One aspect of CUFI’s programming involves partnering with day care centers and schools to build organic, edible gardens. These gardens teach students about food systems, organic farming practices, botany, and composting. Children as young as two learn about colors, shapes, and identifying vegetables. The produce that students help grow is then incorporated into their school meals.
“The children seem to love the taste of the spinach they grow—they normally hate spinach,” Krishna Mohan, Chief Resilience Officer of Chennai, tells Food Tank.

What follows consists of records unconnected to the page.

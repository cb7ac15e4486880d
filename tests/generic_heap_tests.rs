//! Generic tests over every construction mode of `BinaryHeap`
//!
//! The helpers only use the `Heap` trait and take a constructor, so the same
//! scenario runs against natural order, the runtime flag, closures and keys.

use rust_comparator_heap::compare::{Compare, Direction, FnOrder, KeyOrder, MaxOrder, MinOrder};
use rust_comparator_heap::{BinaryHeap, Heap, HeapError};
use std::cmp::Ordering;

// Test helpers that work with any Heap implementation

/// Test that empty heap behaves correctly
fn test_empty_heap<H: Heap<i32>>(make: impl Fn() -> H) {
    let mut heap = make();
    assert!(heap.is_empty());
    assert_eq!(heap.len(), 0);
    assert_eq!(heap.peek(), Err(HeapError::EmptyStructure));
    assert_eq!(heap.poll(), Err(HeapError::EmptyStructure));
    assert_eq!(heap.pop(), None);
}

/// Insert the reference sequence and drain it, checking sizes along the way
fn test_drain_sequence<H: Heap<i32>>(make: impl Fn() -> H, expected: [i32; 5]) {
    let mut heap = make();
    for x in [5, 2, 8, 1, 10] {
        heap.push(x);
    }
    assert_eq!(heap.peek(), Ok(&expected[0]));

    for (i, want) in expected.iter().enumerate() {
        assert_eq!(heap.poll(), Ok(*want));
        assert_eq!(heap.len(), 4 - i);
    }
    assert_eq!(heap.poll(), Err(HeapError::EmptyStructure));
}

/// A drained heap behaves like a fresh one
fn test_refill_after_drain<H: Heap<i32>>(make: impl Fn() -> H) {
    let mut heap = make();
    heap.push(3);
    heap.push(4);
    while heap.pop().is_some() {}
    assert_eq!(heap.peek(), Err(HeapError::EmptyStructure));

    heap.push(9);
    assert_eq!(heap.peek(), Ok(&9));
    assert_eq!(heap.len(), 1);
}

/// Peek is repeatable and never changes the size
fn test_peek_idempotent<H: Heap<i32>>(make: impl Fn() -> H) {
    let mut heap = make();
    for x in [4, 7, 1, 9, 1] {
        heap.push(x);
    }
    let first = *heap.peek().unwrap();
    for _ in 0..10 {
        assert_eq!(heap.peek(), Ok(&first));
        assert_eq!(heap.len(), 5);
    }
}

/// Clear empties the heap and leaves it usable
fn test_clear<H: Heap<i32>>(make: impl Fn() -> H) {
    let mut heap = make();
    for x in 0..50 {
        heap.push(x);
    }
    heap.clear();
    assert!(heap.is_empty());
    assert_eq!(heap.pop(), None);
    heap.push(1);
    assert_eq!(heap.len(), 1);
}

/// Every element is returned exactly once, ranked by the comparator
fn test_drain_is_sorted<C: Compare<i32>>(mut heap: BinaryHeap<i32, C>) {
    let values = [13, -4, 0, 99, 7, 7, 7, -4, 42, 1, 1000, -1000, 5];
    for v in values {
        heap.insert(v);
    }

    let mut drained = Vec::new();
    while let Ok(v) = heap.poll() {
        drained.push(v);
    }

    // Ties may come out in any order, so check rank order and the multiset separately
    let order = heap.comparator();
    assert!(drained
        .windows(2)
        .all(|w| order.compare(&w[0], &w[1]) != Ordering::Greater));

    let mut sorted_drained = drained.clone();
    sorted_drained.sort_unstable();
    let mut sorted_values = values.to_vec();
    sorted_values.sort_unstable();
    assert_eq!(sorted_drained, sorted_values);
}

#[test]
fn test_empty_all_modes() {
    test_empty_heap(BinaryHeap::<i32>::new);
    test_empty_heap(BinaryHeap::<i32, MaxOrder>::new_max);
    test_empty_heap(|| BinaryHeap::<i32, Direction>::with_min_flag(false));
    test_empty_heap(|| BinaryHeap::new_by(|a: &i32, b: &i32| a.cmp(b)));
}

#[test]
fn test_min_heap_scenario() {
    test_drain_sequence(BinaryHeap::<i32>::new, [1, 2, 5, 8, 10]);
    test_drain_sequence(|| BinaryHeap::with_min_flag(true), [1, 2, 5, 8, 10]);
    test_drain_sequence(|| BinaryHeap::with_comparator(MinOrder), [1, 2, 5, 8, 10]);
}

#[test]
fn test_max_heap_scenario() {
    test_drain_sequence(BinaryHeap::<i32, MaxOrder>::new_max, [10, 8, 5, 2, 1]);
    test_drain_sequence(|| BinaryHeap::with_min_flag(false), [10, 8, 5, 2, 1]);
    test_drain_sequence(
        || BinaryHeap::new_by(|a: &i32, b: &i32| b.cmp(a)),
        [10, 8, 5, 2, 1],
    );
}

#[test]
fn test_refill_all_modes() {
    test_refill_after_drain(BinaryHeap::<i32>::new);
    test_refill_after_drain(BinaryHeap::<i32, MaxOrder>::new_max);
    test_refill_after_drain(|| BinaryHeap::new_by_key(|x: &i32| x.abs()));
}

#[test]
fn test_peek_all_modes() {
    test_peek_idempotent(BinaryHeap::<i32>::new);
    test_peek_idempotent(|| BinaryHeap::with_min_flag(false));
}

#[test]
fn test_clear_all_modes() {
    test_clear(BinaryHeap::<i32>::new);
    test_clear(|| BinaryHeap::with_comparator(FnOrder(|a: &i32, b: &i32| b.cmp(a))));
}

#[test]
fn test_drain_sorted_all_modes() {
    test_drain_is_sorted(BinaryHeap::new());
    test_drain_is_sorted(BinaryHeap::new_max());
    test_drain_is_sorted(BinaryHeap::with_min_flag(false));
    test_drain_is_sorted(BinaryHeap::with_comparator(KeyOrder(|x: &i32| x.rem_euclid(10))));
}

#[test]
fn test_string_length_comparator() {
    let mut heap = BinaryHeap::new_by(|a: &&str, b: &&str| a.len().cmp(&b.len()));
    for fruit in ["apple", "banana", "kiwi", "strawberry"] {
        heap.insert(fruit);
    }

    let mut polled = Vec::new();
    while !heap.is_empty() {
        polled.push(heap.poll().unwrap());
    }

    // Only the length order is guaranteed
    let lengths: Vec<usize> = polled.iter().map(|s| s.len()).collect();
    assert!(lengths.windows(2).all(|w| w[0] <= w[1]));
    assert_eq!(polled[0], "kiwi");
    assert_eq!(polled[3], "strawberry");
    assert_eq!(polled.len(), 4);
}

#[test]
fn test_ties_do_not_crash() {
    // Every element ties under this ordering; which one comes out is unspecified
    let mut heap = BinaryHeap::new_by(|_: &i32, _: &i32| Ordering::Equal);
    heap.extend(0..64);
    let mut drained: Vec<i32> = std::iter::from_fn(|| heap.pop()).collect();
    drained.sort_unstable();
    assert_eq!(drained, (0..64).collect::<Vec<_>>());
}

#[test]
fn test_remove_and_contains() {
    let mut heap = BinaryHeap::new_max();
    heap.extend([5, 2, 8, 1, 10]);

    assert!(heap.contains(&8));
    assert!(heap.remove(&8));
    assert!(!heap.contains(&8));
    assert_eq!(heap.len(), 4);

    assert!(!heap.remove(&8));
    assert_eq!(heap.len(), 4);

    assert_eq!(heap.into_sorted_vec(), vec![10, 5, 2, 1]);
}

#[test]
fn test_remove_root_and_duplicates() {
    let mut heap = BinaryHeap::new();
    heap.extend([3, 3, 3, 1, 1]);
    assert!(heap.remove(&1));
    assert_eq!(heap.peek(), Ok(&1));
    assert!(heap.remove(&1));
    assert_eq!(heap.peek(), Ok(&3));
    assert!(heap.remove(&3));
    assert_eq!(heap.len(), 2);
}

#[test]
fn test_remove_only_element() {
    let mut heap = BinaryHeap::new();
    heap.insert("solo");
    assert!(heap.remove(&"solo"));
    assert!(heap.is_empty());
    assert_eq!(heap.peek(), Err(HeapError::EmptyStructure));
}

#[test]
fn test_snapshot_does_not_mutate() {
    let mut heap = BinaryHeap::new();
    heap.extend([9, 4, 6]);
    let before = heap.snapshot();
    let again = heap.snapshot();
    assert_eq!(before, again);
    assert_eq!(before[0], 4);

    let mut sorted = before.clone();
    sorted.sort_unstable();
    assert_eq!(sorted, vec![4, 6, 9]);
    assert_eq!(heap.len(), 3);
}

#[test]
fn test_owned_non_copy_elements() {
    let mut heap = BinaryHeap::new_by_key(|job: &(u8, String)| job.0);
    heap.insert((3, "low".to_string()));
    heap.insert((1, "urgent".to_string()));
    heap.insert((2, "normal".to_string()));

    assert_eq!(heap.poll().map(|(_, name)| name), Ok("urgent".to_string()));
    assert!(heap.remove(&(3, "low".to_string())));
    assert_eq!(heap.poll().map(|(_, name)| name), Ok("normal".to_string()));
    assert!(heap.is_empty());
}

The gardens are designed to improve the health of the whole community. Mothers can visit the spaces when they pick their children up from school and are often inspired to start their own gardens at home, where they grow medicinal plants and herbs.
CUFI also distributes Mobile Vegetable Garden Kits to families across Chennai, ensuring that women-led and other vulnerable households receive priority. These kits contain all of the necessary materials for people to start their own gardens, encouraging a broader cultural shift toward urban farming. Beginner gardeners can join a supervised WhatsApp group for advice, guidance, and to build relationships with other gardeners across the city.
In addition to improving health and facilitating food systems education among young people and families, urban farming can also have positive impacts, particularly on women and other marginalized groups, according to researchers from Johns Hopkins Bloomberg School of Public Health.
CUFI partners with women’s self-help groups, training women in vegetable gardening and putting them in contact with people who need help creating gardens and will pay for their services. “For women, urban farming presents an opportunity to earn a dignified livelihood, contributing to women’s agency and their empowerment,” Mohan tells Food Tank.
CUFI’s projects can also improve mental health. Urban farming “improves mental health and well-being not just for people engaged in the farms but also for those seeing/visiting it on a regular basis,” according to Mohan. Researchers at MacEwan University found that spending time at urban gardens improves mental wellness, fostering feelings of altruism, serenity, and connection with nature.
Urban gardens, particularly those on rooftops, may support the development of cooler, more sustainable cities as well. Mohan tells Food Tank that rooftop gardens can reduce the temperature of rooms by up to 7°C. This temperature drop can reduce the need for air conditioning and is “a huge blessing in affordable housing schemes where most people cannot afford air conditioning.” In a city that, according to Weather Underground, has recently experienced temperatures close to 40°C, a seven degree drop makes a significant difference.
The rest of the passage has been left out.